Question

C++11 introduced a feature called 'extern template' which indicates that template instance exists in other translate unit.(Am I right?)

This(http://www.youtube.com/watch?v=3annCCTx35o) lecture also tells that if you specify extern template and don't include instantiation, the linker will produce error.(around 2:25 in the video)

So, I've tried to build next code:

#include <iostream>

template<class T>
struct Foo
{
    static constexpr int type_size = sizeof(T);
};

extern template struct Foo<int>;

int main()
{
   std::cout<< Foo<int>::type_size << std::endl;
   return 0;
}

I expected the build will fail because this file does not contain explicit instantiation nor specialization, but gcc just builds it up the result runs well.

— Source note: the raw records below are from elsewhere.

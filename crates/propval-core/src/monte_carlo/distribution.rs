use rand::distributions::Distribution;
use rand::Rng;
use statrs::distribution::{Normal, Pareto};

use crate::error::PropValError;
use crate::types::Percent;
use crate::PropValResult;

use super::config::{RateDistribution, RateVariable};

/// Lowest rate a sample may take: `1 + r/100` must stay positive.
pub const MIN_RATE_PCT: Percent = -99.99;

/// Sampler for one rate variable.
#[derive(Debug, Clone)]
pub enum DistributionSampler {
    Normal { dist: Normal, mean: f64 },
    /// Zero-variance: always the same value
    Degenerate(f64),
    Pareto { dist: Pareto, mean: f64 },
}

impl DistributionSampler {
    pub fn from_config(
        variable: RateVariable,
        config: &RateDistribution,
    ) -> PropValResult<Self> {
        match *config {
            RateDistribution::Normal { mean, stddev } => {
                if !mean.is_finite() || !stddev.is_finite() {
                    return Err(PropValError::InvalidConfig {
                        field: variable.name().into(),
                        reason: "Normal mean and stddev must be finite".into(),
                    });
                }
                if stddev < 0.0 {
                    return Err(PropValError::InvalidConfig {
                        field: variable.name().into(),
                        reason: format!("stddev must be non-negative, got {stddev}"),
                    });
                }
                if stddev == 0.0 {
                    return Ok(DistributionSampler::Degenerate(mean));
                }
                let dist = Normal::new(mean, stddev).map_err(|e| PropValError::InvalidConfig {
                    field: variable.name().into(),
                    reason: format!("Invalid Normal parameters: {e}"),
                })?;
                Ok(DistributionSampler::Normal { dist, mean })
            }
            RateDistribution::Pareto { mean, shape } => {
                if !shape.is_finite() || shape <= 1.0 {
                    return Err(PropValError::InvalidDistributionShape {
                        variable: variable.name().into(),
                        shape,
                    });
                }
                if !mean.is_finite() || mean <= 0.0 {
                    return Err(PropValError::InvalidConfig {
                        field: variable.name().into(),
                        reason: format!("Pareto mean must be positive, got {mean}"),
                    });
                }
                // mean = shape * scale / (shape - 1)
                let scale = mean * (shape - 1.0) / shape;
                let dist = Pareto::new(scale, shape).map_err(|e| PropValError::InvalidConfig {
                    field: variable.name().into(),
                    reason: format!("Invalid Pareto parameters: {e}"),
                })?;
                Ok(DistributionSampler::Pareto { dist, mean })
            }
        }
    }

    pub fn constant(value: f64) -> Self {
        DistributionSampler::Degenerate(value)
    }

    pub fn sample<R: Rng + ?Sized>(&self, rng: &mut R) -> f64 {
        match self {
            DistributionSampler::Normal { dist, .. } => dist.sample(rng),
            DistributionSampler::Degenerate(value) => *value,
            DistributionSampler::Pareto { dist, .. } => dist.sample(rng),
        }
    }

    pub fn mean(&self) -> f64 {
        match self {
            DistributionSampler::Normal { mean, .. } | DistributionSampler::Pareto { mean, .. } => {
                *mean
            }
            DistributionSampler::Degenerate(value) => *value,
        }
    }
}

/// Clamp a sampled rate so that `1 + rate/100 > 0`.
#[inline]
pub fn clamp_rate(rate: Percent) -> Percent {
    if rate <= -100.0 {
        MIN_RATE_PCT
    } else {
        rate
    }
}
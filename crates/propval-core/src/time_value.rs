use serde::{Deserialize, Serialize};
use std::time::Instant;

use crate::error::PropValError;
use crate::types::{pct_to_rate, with_metadata, ComputationOutput, Money, Percent, Rate, Years};
use crate::PropValResult;

/// Lowest rate scanned when bracketing an IRR (-99%).
pub const IRR_LOWER_BOUND: Rate = -0.99;
/// Highest rate scanned when bracketing an IRR (+1000%).
pub const IRR_UPPER_BOUND: Rate = 10.0;
const MAX_IRR_ITERATIONS: u32 = 200;
const IRR_RELATIVE_TOLERANCE: f64 = 1e-6;

/// Net Present Value of a series of cash flows, `rate` as a decimal fraction.
pub fn npv(rate: Rate, cash_flows: &[Money]) -> PropValResult<Money> {
    if rate <= -1.0 {
        return Err(PropValError::InvalidInput {
            field: "rate".into(),
            reason: "Discount rate must be greater than -100%".into(),
        });
    }
    Ok(npv_and_derivative(rate, cash_flows).0)
}

/// `1 / (1 + rate/100)^year` for a percentage rate.
#[inline]
pub fn discount_factor(rate: Percent, year: u32) -> f64 {
    1.0 / (1.0 + pct_to_rate(rate)).powi(year as i32)
}

/// Level payment that fully amortises `principal` over `periods` at `periodic_rate`.
///
/// `P * r / (1 - (1+r)^-n)`, or straight-line `P / n` when the rate is zero.
pub fn level_payment(principal: Money, periodic_rate: Rate, periods: u32) -> PropValResult<Money> {
    if periods == 0 {
        return Err(PropValError::InvalidInput {
            field: "periods".into(),
            reason: "Number of periods must be > 0".into(),
        });
    }

    if periodic_rate == 0.0 {
        return Ok(principal / f64::from(periods));
    }

    let discount = (1.0 + periodic_rate).powi(-(periods as i32));
    let denominator = 1.0 - discount;
    if denominator == 0.0 {
        return Err(PropValError::InvalidInput {
            field: "periodic_rate".into(),
            reason: "Annuity factor is zero".into(),
        });
    }

    Ok(principal * periodic_rate / denominator)
}

// ---------------------------------------------------------------------------
// IRR
// ---------------------------------------------------------------------------

/// Internal Rate of Return as a decimal fraction.
///
/// Scans [-99%, +1000%] for the first sign change of NPV and refines it with a
/// bisection-safeguarded Newton iteration. Returns `None` when no sign change
/// exists in the bracket (all-positive or all-negative flows), which is an
/// ordinary outcome rather than an error. At the iteration cap the best
/// estimate seen so far is returned.
pub fn irr(cash_flows: &[Money]) -> Option<Rate> {
    if cash_flows.len() < 2 || cash_flows.iter().any(|cf| !cf.is_finite()) {
        return None;
    }

    let scale = if cash_flows[0] != 0.0 {
        cash_flows[0].abs()
    } else {
        cash_flows.iter().fold(0.0_f64, |acc, cf| acc.max(cf.abs()))
    };
    if scale == 0.0 {
        return None;
    }
    let tolerance = IRR_RELATIVE_TOLERANCE * scale;

    let mut prev_rate = IRR_LOWER_BOUND;
    let mut prev_npv = npv_and_derivative(prev_rate, cash_flows).0;

    for rate in bracket_points() {
        let value = npv_and_derivative(rate, cash_flows).0;
        if !value.is_finite() {
            prev_rate = rate;
            prev_npv = value;
            continue;
        }
        if value.abs() < tolerance {
            return Some(rate);
        }
        if prev_npv.is_finite() && prev_npv.signum() != value.signum() {
            return Some(refine_root(cash_flows, prev_rate, prev_npv, rate, tolerance));
        }
        prev_rate = rate;
        prev_npv = value;
    }

    None
}

/// Grid used to look for a sign change: 1% steps up to +100%, then 10% steps.
fn bracket_points() -> impl Iterator<Item = Rate> {
    let dense = (1..=199).map(|i| IRR_LOWER_BOUND + f64::from(i) * 0.01);
    let coarse = (1..=90).map(|i| 1.0 + f64::from(i) * 0.1);
    dense.chain(coarse).filter(|r| *r <= IRR_UPPER_BOUND + 1e-12)
}

fn refine_root(
    cash_flows: &[Money],
    mut lo: Rate,
    mut npv_lo: Money,
    mut hi: Rate,
    tolerance: f64,
) -> Rate {
    let mut rate = 0.5 * (lo + hi);
    let mut best_rate = rate;
    let mut best_abs = f64::INFINITY;

    for _ in 0..MAX_IRR_ITERATIONS {
        let (value, slope) = npv_and_derivative(rate, cash_flows);

        if value.abs() < best_abs {
            best_abs = value.abs();
            best_rate = rate;
        }
        if value.abs() < tolerance {
            return rate;
        }

        if value.signum() == npv_lo.signum() {
            lo = rate;
            npv_lo = value;
        } else {
            hi = rate;
        }

        let newton = rate - value / slope;
        rate = if slope != 0.0 && newton.is_finite() && newton > lo && newton < hi {
            newton
        } else {
            0.5 * (lo + hi)
        };
    }

    best_rate
}

/// NPV(r) = sum CF_t / (1+r)^t and its derivative d(NPV)/dr.
fn npv_and_derivative(rate: Rate, cash_flows: &[Money]) -> (Money, f64) {
    let one_plus_r = 1.0 + rate;
    let mut npv = 0.0;
    let mut dnpv = 0.0;
    let mut discount = 1.0; // (1+r)^0 = 1

    for (t, cf) in cash_flows.iter().enumerate() {
        npv += cf * discount;
        if t > 0 {
            // d/dr of CF_t / (1+r)^t = -t * CF_t / (1+r)^(t+1)
            dnpv -= t as f64 * cf * discount / one_plus_r;
        }
        discount /= one_plus_r;
    }

    (npv, dnpv)
}

// ---------------------------------------------------------------------------
// Payback
// ---------------------------------------------------------------------------

/// Fractional year at which the cumulative cash flow first turns non-negative.
///
/// `None` when the series never pays back within its horizon.
pub fn simple_payback(cash_flows: &[Money]) -> Option<Years> {
    payback_from_flows(cash_flows.iter().copied())
}

/// Like [`simple_payback`], on flows discounted at `discount_rate` (percent).
pub fn discounted_payback(cash_flows: &[Money], discount_rate: Percent) -> Option<Years> {
    payback_from_flows(
        cash_flows
            .iter()
            .enumerate()
            .map(|(t, cf)| cf * discount_factor(discount_rate, t as u32)),
    )
}

fn payback_from_flows(flows: impl Iterator<Item = Money>) -> Option<Years> {
    let mut cumulative = 0.0;
    let mut went_negative = false;

    for (t, cf) in flows.enumerate() {
        let previous = cumulative;
        cumulative += cf;
        if cumulative < 0.0 {
            went_negative = true;
        } else if previous < 0.0 {
            // interpolate between the last negative and first non-negative point
            return Some((t - 1) as f64 + (-previous) / (cumulative - previous));
        }
    }

    // a series that never dips below zero is paid back from the start
    (!went_negative).then_some(0.0)
}

// ---------------------------------------------------------------------------
// Standalone contracts
// ---------------------------------------------------------------------------

/// Input for the standalone IRR calculation.
#[derive(Debug, Clone, Serialize, Deserialize)]
pub struct IrrInput {
    /// Ordered net cash flows, year 0 first (normally negative).
    pub cash_flows: Vec<Money>,
}

/// Result of the standalone IRR calculation.
#[derive(Debug, Clone, Serialize, Deserialize)]
pub struct IrrOutput {
    /// IRR as a decimal fraction, `null` when no root exists in [-99%, +1000%]
    pub irr: Option<Rate>,
    /// IRR as a percentage
    pub irr_pct: Option<Percent>,
    pub found: bool,
}

pub fn calculate_irr(input: &IrrInput) -> PropValResult<ComputationOutput<IrrOutput>> {
    let start = Instant::now();
    let mut warnings: Vec<String> = Vec::new();

    validate_series(&input.cash_flows)?;

    if input.cash_flows[0] > 0.0 {
        warnings.push("Year-0 cash flow is positive — expected an initial outlay".into());
    }

    let rate = irr(&input.cash_flows);
    if rate.is_none() {
        warnings.push("No sign change of NPV between -99% and +1000% — IRR not found".into());
    }

    let output = IrrOutput {
        irr: rate,
        irr_pct: rate.map(|r| r * 100.0),
        found: rate.is_some(),
    };

    let elapsed = start.elapsed().as_micros() as u64;
    Ok(with_metadata(
        "Internal Rate of Return (bracketed Newton-bisection)",
        input,
        warnings,
        elapsed,
        output,
    ))
}

/// Input for the standalone payback calculation.
#[derive(Debug, Clone, Serialize, Deserialize)]
pub struct PaybackInput {
    pub cash_flows: Vec<Money>,
    /// Discount rate (percent) for the discounted variant
    #[serde(default, skip_serializing_if = "Option::is_none")]
    pub discount_rate: Option<Percent>,
}

/// Simple and discounted payback periods.
#[derive(Debug, Clone, Serialize, Deserialize)]
pub struct PaybackOutput {
    /// `null` when the investment is not recovered within the horizon
    pub simple_payback: Option<Years>,
    pub discounted_payback: Option<Years>,
    pub horizon_years: u32,
}

pub fn calculate_payback(input: &PaybackInput) -> PropValResult<ComputationOutput<PaybackOutput>> {
    let start = Instant::now();
    let mut warnings: Vec<String> = Vec::new();

    validate_series(&input.cash_flows)?;

    let simple = simple_payback(&input.cash_flows);
    let discounted = match input.discount_rate {
        Some(rate) if rate <= -100.0 => {
            return Err(PropValError::InvalidInput {
                field: "discount_rate".into(),
                reason: "Discount rate must be greater than -100%".into(),
            });
        }
        Some(rate) => discounted_payback(&input.cash_flows, rate),
        None => None,
    };

    let horizon_years = (input.cash_flows.len() - 1) as u32;
    if simple.is_none() {
        warnings.push(format!(
            "Investment is not recovered within the {horizon_years}-year horizon"
        ));
    }

    let output = PaybackOutput {
        simple_payback: simple,
        discounted_payback: discounted,
        horizon_years,
    };

    let elapsed = start.elapsed().as_micros() as u64;
    Ok(with_metadata(
        "Simple and Discounted Payback (linear interpolation)",
        input,
        warnings,
        elapsed,
        output,
    ))
}

fn validate_series(cash_flows: &[Money]) -> PropValResult<()> {
    if cash_flows.len() < 2 {
        return Err(PropValError::InsufficientData(
            "At least 2 cash flows are required".into(),
        ));
    }
    if let Some(idx) = cash_flows.iter().position(|cf| !cf.is_finite()) {
        return Err(PropValError::InvalidInput {
            field: format!("cash_flows[{idx}]"),
            reason: "Cash flows must be finite numbers".into(),
        });
    }
    Ok(())
}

What am I missing? Or, am I misunderstanding something? Or, does not gcc support extern template well?

Update

I've tried a class with non-inline function, and extern template works as expected!

#include <iostream>

template<class T>
struct Foo
{
    static void print(T t);
};

template<class T>
void Foo<T>::print(T t) { std::cout << t << std::endl; }

extern template struct Foo<int>;

// template struct Foo<int>;

int main()
{
   Foo<int>::print(1);
   return 0;
}

Above source is not built without the commented line. Thank you all guys!

Was it helpful?

Solution

if you specify extern template and don't include instantiation, the linker will produce error.

No, not necessarily. There is only a problem if you actually use the template. You're using a compile-time constant defined as a static member of that template, but that is replaced by the constant's value at compile-time. And after that replacement, there is no longer any use of the template, so there is no need for a definition of the template.